Second, you're using either a barbell or EZ-curl bar. This makes your biceps work harder, leading to greater arm growth. Third, the wider grip targets the inner head of the biceps a little more. When you flex, that extra size on the inner head will make your biceps peak look bigger and more impressive.
Dumbbell Incline Hammer Curl
Your arms got to work together on the first exercise. For the second exercise, they still work together, but each has to lift the dumbbell on its own. Just like with the preacher curls, incline curls don't allow you to cheat, which means your biceps do more work and produce greater results.
Doing these curls hammer style will blast the brachialis as well as the forearms. You might find that you can do a little more weight with a hammer grip than if your arms were in the standard supinated or underhand grip. Even though you may feel stronger, don't try to sling up the biggest dumbbells in the gym. Make your biceps work, and your efforts will be rewarded.
To work your biceps to their max potential, do one side at a time, but with a twist. Curl one arm and hold the weight up in the curled position (an isometric hold) as you perform the reps with the other. Once you finish that side, switch sides so you're holding the other arm up as you perform all the reps with the first arm. This technique will give you a massive pump and almost guaranteed biceps growth.

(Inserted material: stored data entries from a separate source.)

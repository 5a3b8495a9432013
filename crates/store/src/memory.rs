//! In-memory reference backend.
//!
//! Versions are published as `Arc` snapshots behind a single `RwLock`:
//! a reader either sees a fully-constructed version or none at all, and
//! `approve` swaps the snapshot under the write lock, which makes it
//! linearizable with respect to concurrent `get_active_version` calls.
//!
//! Mutations are administrative and rare, so the backend favors
//! simplicity over write throughput: id lookup is a scan over the pair
//! map.

use std::collections::HashMap;
use std::sync::atomic::{AtomicU64, Ordering};
use std::sync::{Arc, RwLock};

use async_trait::async_trait;
use tracing::info;

use crate::error::StoreError;
use crate::record::{RequiredDocument, RuleSetVersion};
use crate::traits::{validate_documents, RuleSetStore};

type PairKey = (String, String);

#[derive(Default)]
pub struct MemoryStore {
    inner: RwLock<HashMap<PairKey, Vec<Arc<RuleSetVersion>>>>,
    next_id: AtomicU64,
}

impl MemoryStore {
    pub fn new() -> Self {
        Self::default()
    }

    fn fresh_id(&self) -> String {
        // Ids are opaque to callers; a relational backend would use
        // surrogate keys here.
        let n = self.next_id.fetch_add(1, Ordering::Relaxed) + 1;
        format!("rsv-{}", n)
    }

    fn read_lock(
        &self,
    ) -> std::sync::RwLockReadGuard<'_, HashMap<PairKey, Vec<Arc<RuleSetVersion>>>> {
        self.inner.read().unwrap_or_else(|e| e.into_inner())
    }

    fn write_lock(
        &self,
    ) -> std::sync::RwLockWriteGuard<'_, HashMap<PairKey, Vec<Arc<RuleSetVersion>>>> {
        self.inner.write().unwrap_or_else(|e| e.into_inner())
    }
}

fn find_by_id<'a>(
    map: &'a mut HashMap<PairKey, Vec<Arc<RuleSetVersion>>>,
    id: &str,
) -> Option<(&'a mut Vec<Arc<RuleSetVersion>>, usize)> {
    for versions in map.values_mut() {
        if let Some(idx) = versions.iter().position(|v| v.id == id) {
            return Some((versions, idx));
        }
    }
    None
}

#[async_trait]
impl RuleSetStore for MemoryStore {
    async fn get_active_version(
        &self,
        country_code: &str,
        visa_type: &str,
    ) -> Result<Arc<RuleSetVersion>, StoreError> {
        let map = self.read_lock();
        map.get(&(country_code.to_owned(), visa_type.to_owned()))
            .and_then(|versions| {
                versions
                    .iter()
                    .filter(|v| v.is_approved)
                    .max_by_key(|v| v.version)
            })
            .cloned()
            .ok_or_else(|| StoreError::NotFound {
                country_code: country_code.to_owned(),
                visa_type: visa_type.to_owned(),
            })
    }

    async fn create_draft(
        &self,
        country_code: &str,
        visa_type: &str,
        documents: Vec<RequiredDocument>,
    ) -> Result<RuleSetVersion, StoreError> {
        validate_documents(&documents)?;

        let has_conditions = documents.iter().any(RequiredDocument::has_condition);
        let mut map = self.write_lock();
        let versions = map
            .entry((country_code.to_owned(), visa_type.to_owned()))
            .or_default();

        let max_version = versions.iter().map(|v| v.version).max().unwrap_or(0);
        let mut version = max_version + 1;
        if version == 1 && has_conditions {
            // Conditions require the version-2 schema capability
            version = 2;
        }

        let record = RuleSetVersion {
            id: self.fresh_id(),
            country_code: country_code.to_owned(),
            visa_type: visa_type.to_owned(),
            version,
            is_approved: false,
            documents,
            financial_requirements: serde_json::Value::Null,
            processing_info: serde_json::Value::Null,
            fees: serde_json::Value::Null,
        };
        versions.push(Arc::new(record.clone()));

        info!(
            id = %record.id,
            country = country_code,
            visa = visa_type,
            version,
            "created rule set draft"
        );
        Ok(record)
    }

    async fn approve(&self, id: &str) -> Result<(), StoreError> {
        let mut map = self.write_lock();
        let (versions, idx) =
            find_by_id(&mut map, id).ok_or_else(|| StoreError::VersionNotFound {
                id: id.to_owned(),
            })?;

        if versions[idx].is_approved {
            return Err(StoreError::AlreadyApproved { id: id.to_owned() });
        }

        let mut approved = (*versions[idx]).clone();
        approved.is_approved = true;
        let version = approved.version;
        let country = approved.country_code.clone();
        let visa = approved.visa_type.clone();
        versions[idx] = Arc::new(approved);

        info!(id, country = %country, visa = %visa, version, "approved rule set version");
        Ok(())
    }

    async fn patch(
        &self,
        id: &str,
        documents: Vec<RequiredDocument>,
    ) -> Result<RuleSetVersion, StoreError> {
        validate_documents(&documents)?;

        let has_conditions = documents.iter().any(RequiredDocument::has_condition);
        let mut map = self.write_lock();
        let (versions, idx) =
            find_by_id(&mut map, id).ok_or_else(|| StoreError::VersionNotFound {
                id: id.to_owned(),
            })?;

        if versions[idx].is_approved {
            return Err(StoreError::ImmutableVersion { id: id.to_owned() });
        }

        let mut draft = (*versions[idx]).clone();
        draft.documents = documents;
        if draft.version == 1 && has_conditions {
            // Promote to the version-2 schema capability. If a later
            // version already took number 2, step past the pair's
            // highest to keep numbers strictly increasing.
            let max_other = versions
                .iter()
                .enumerate()
                .filter(|(i, _)| *i != idx)
                .map(|(_, v)| v.version)
                .max()
                .unwrap_or(0);
            draft.version = u32::max(2, max_other + 1);
        }
        let record = draft.clone();
        versions[idx] = Arc::new(draft);

        info!(id, version = record.version, "patched rule set draft");
        Ok(record)
    }
}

As soon as you read this exercise name, the first image to come to mind was likely Arnold Schwarzenegger doing them in Pumping Iron. There was a reason he liked doing this exercise: It worked. Your biceps peak may never look like Arnold's, but this exercise can help you maximize the upper-arm potential you do have.
Do these either standing or sitting, but don't worry about the weight you're lifting. That can put you at risk for injury—and arms won't grow much during rehab.
When curling the weight, turn your hand so your pinky ends up facing toward the ceiling. Supinate that wrist so you can get that ultimate contraction in your biceps peak. Slowly lower the weight, stopping just short of straightening your arm. Doing this keeps tension on the muscle from start to finish. Keep your wrist straight or even bend it back slightly to minimize your forearm involvement.